Designed antiviral ankyrin – A computational approach to combat HIV-1 via intracellular pathway by targeting the viral capsid of HIV-1

Abstract

© 2018 Elsevier B.V. Scaffold known as designed ankyrin repeat proteins (DARPins) have been utilized by scientists extensively in protein binding, as they acquire remarkable binding properties. Trimodular ankyrin repeat protein (Ank1D4) is a potential macromolecular and antiviral intracellular inhibitor that aims the N-terminal domain capsid protein (NTD CA ) of viral Human Immunodeficiency Virus type-1 (HIV-1) at the virus assembly and budding machinery process.
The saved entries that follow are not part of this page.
impl Trainer {
    /// Creates a trainer for the fixed network over `input_dim` features.
    ///
    /// # Errors
    ///
    /// Fails if the configuration is invalid or `input_dim` is zero.
    pub fn new(input_dim: usize, config: TrainingConfig) -> TrainingResult<Self> {
        config.validate()?;
        let model = build_model(input_dim, config.seed)?;
        Self::with_model(model, config)
    }

    /// Creates a trainer for an arbitrary network.
    ///
    /// # Errors
    ///
    /// Fails if the configuration is invalid.
    pub fn with_model(model: Sequential, config: TrainingConfig) -> TrainingResult<Self> {
        config.validate()?;
        let optimizers = model
            .parameters()
            .iter()
            .map(|_| create_optimizer(config.optimizer.clone()))
            .collect::<Result<Vec<_>, _>>()?;
        let early_stopping = EarlyStopping::new("val_loss", config.patience, config.min_delta);
        Ok(Self {
            model,
            rng: StdRng::seed_from_u64(config.seed),
            config,
            optimizers,
            early_stopping,
            hooks: HookList::new(),
        })
    }

    /// Registers an extra hook.
    pub fn add_hook<H: Hook + 'static>(&mut self, hook: H) {
        self.hooks.add(hook);
    }

    /// The network being trained.
    pub fn model(&self) -> &Sequential {
        &self.model
    }

    /// Consumes the trainer, returning the network.
    pub fn into_model(self) -> Sequential {
        self.model
    }

    /// The training configuration.
    pub fn config(&self) -> &TrainingConfig {
        &self.config
    }

    /// Trains until the epoch limit or until validation loss stalls.
    ///
    /// Targets are `[n, 1]`. When early stopping restores weights, the model
    /// ends holding the parameters and running statistics of the best epoch.
    /// The model is left in inference mode.
    ///
    /// # Errors
    ///
    /// Fails on empty or mismatched partitions, a feature width that differs
    /// from the network input, or a non-finite training loss.
    pub fn fit(
        &mut self,
        x_train: &Tensor,
        y_train: &Tensor,
        x_val: &Tensor,
        y_val: &Tensor,
    ) -> TrainingResult<TrainingHistory> {
        check_partition("train", x_train, y_train)?;
        check_partition("validation", x_val, y_val)?;

        info!(
            train_rows = x_train.shape()[0],
            val_rows = x_val.shape()[0],
            epochs = self.config.epochs,
            batch_size = self.config.batch_size,
            "Starting training"
        );

        let mut history = TrainingHistory::new();
        let mut best_model: Option<Sequential> = None;

        for epoch in 1..=self.config.epochs {
            let (loss, mae) = self.train_epoch(epoch, x_train, y_train)?;
            let val = self.evaluate(x_val, y_val)?;
            let record = EpochRecord {
                epoch,
                loss,
                mae,
                val_loss: val.loss,
                val_mae: val.mae,
            };
            history.push(record);

            let stop_early = self.early_stopping.after_epoch(&record) == HookAction::Stop;
            if self.early_stopping.improved() && self.early_stopping.restore_best_weights() {
                best_model = Some(self.model.clone());
            }
            let stop_hooks = self.hooks.after_epoch(&record) == HookAction::Stop;

            if stop_early || stop_hooks {
                history.stopped_early = true;
                break;
            }
        }

        history.best_epoch = self.early_stopping.best_epoch();
        match best_model {
            Some(best) => {
                debug!(epoch = ?history.best_epoch, "Restoring best weights");
                self.model = best;
            }
            None => history.best_epoch = history.last().map(|r| r.epoch),
        }
        self.model.set_training(false);
        self.hooks.end(&history);
        Ok(history)
    }

    /// Runs one pass over the training rows in shuffled mini-batches.
    ///
    /// Returns the sample-weighted mean loss (including the L2 penalty) and
    /// mean absolute error.
    ///
    /// # Errors
    ///
    /// Fails on an empty or mismatched partition, a layer error, or a
    /// non-finite loss.
    pub fn train_epoch(
        &mut self,
        epoch: usize,
        x: &Tensor,
        y: &Tensor,
    ) -> TrainingResult<(f64, f64)> {
        check_partition("train", x, y)?;
        self.model.set_training(true);

        let mut order: Vec<usize> = (0..x.shape()[0]).collect();
        order.shuffle(&mut self.rng);

        let mut recorder = MetricsRecorder::new();
        for (batch, rows) in order.chunks(self.config.batch_size).enumerate() {
            let xb = x.select_rows(rows);
            let yb = y.select_rows(rows);

            let prediction = self.model.forward_train(&xb)?;
            let diff = prediction.sub(&yb);
            let loss = diff.sqr().mean() + self.model.regularization_loss();
            if !loss.is_finite() {
                return Err(TrainingError::NonFiniteLoss { epoch, batch });
            }

            let grad = diff.scale(2.0 / rows.len() as f32);
            self.model.backward(&grad)?;
            let gradients = self.model.collect_gradients()?;
            for ((param, grad), optimizer) in self
                .model
                .parameters_mut()
                .into_iter()
                .zip(gradients.iter())
                .zip(self.optimizers.iter_mut())
            {
                optimizer.apply_gradients(param.data_mut(), grad.data());
            }

            recorder.record(f64::from(loss), f64::from(diff.abs().sum()), rows.len());
        }

        Ok((recorder.mean_loss(), recorder.mean_abs_error()))
    }

    /// Predicts in inference mode.
    ///
    /// # Errors
    ///
    /// Fails if the feature width differs from the network input.
    pub fn predict(&mut self, x: &Tensor) -> TrainingResult<Tensor> {
        self.model.set_training(false);
        Ok(self.model.forward(x)?)
    }

    /// Scores the model on a partition in inference mode.
    ///
    /// # Errors
    ///
    /// Fails on an empty or mismatched partition or a width mismatch.
    pub fn evaluate(&mut self, x: &Tensor, y: &Tensor) -> TrainingResult<EvaluationReport> {
        check_partition("evaluation", x, y)?;
        let prediction = self.predict(x)?;
        Ok(EvaluationReport::from_predictions(
            prediction.data(),
            y.data(),
            self.model.regularization_loss(),
        ))
    }
}

impl std::fmt::Debug for Trainer {
    fn fmt(&self, f: &mut std::fmt::Formatter<'_>) -> std::fmt::Result {
        f.debug_struct("Trainer")
            .field("config", &self.config)
            .field("parameters", &self.optimizers.len())
            .field("early_stopping", &self.early_stopping)
            .field("hooks", &self.hooks)
            .finish()
    }
}

fn check_partition(name: &str, x: &Tensor, y: &Tensor) -> TrainingResult<()> {
    if x.ndim() != 2 || y.ndim() != 2 || y.shape()[1] != 1 {
        return Err(TrainingError::EmptySplit(format!(
            "{} partition must be [n, d] features and [n, 1] targets, got {:?} and {:?}",
            name,
            x.shape(),
            y.shape()
        )));
    }
    if x.shape()[0] == 0 {
        return Err(TrainingError::EmptySplit(format!("{} partition has no rows", name)));
    }
    if x.shape()[0] != y.shape()[0] {
        return Err(TrainingError::EmptySplit(format!(
            "{} partition has {} feature rows but {} targets",
            name,
            x.shape()[0],
            y.shape()[0]
        )));
    }
    Ok(())
}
The protein-protein interaction between Ank1D4 and the viral capsid CA alpha helixes H1 and H7 have been studied in depth and point mutation strategy at the S45 1D4 key residue position was conducted to further improve the binding interaction and efficacy on the wildtype Ank1D4 structure with NTD CA . A computational approach via molecular dynamics (MD) simulation has been fully utilized in this study to simulate both the wildtype and potential novel complexes. Free energy contributions on the modified Ank1D4-NTD CA (H1, H7) complexes were acquired by using vigorous scoring functions of implicit solvent models; Molecular Mechanics/Poisson-Boltzmann surface area (MM-PBSA) and Molecular Mechanics/Generalized Born surface area (MM-GBSA), respectively. The wildtype structure of Ank1D4-NTD CA H7 has been proven to possess better binding stability than the H1 complex. From there, two mutants of H7 complex were generated and the computed ∆G bind values based on both models have revealed that S45Y-H7 has the lowest binding free energy compared to both S45W-H7 and S45-H7 (Wildtype). The binding strength predictions given by both MM-PBSA and MM-GBSA in the following ranking order for the three systems in terms of the value of ∆G bind : S45Y-H7 > S45 W-H7 > S45-H7. These findings provide a good basis in directing us a step further to discover better novel treatment modalities to treat millions of HIV-1 patients.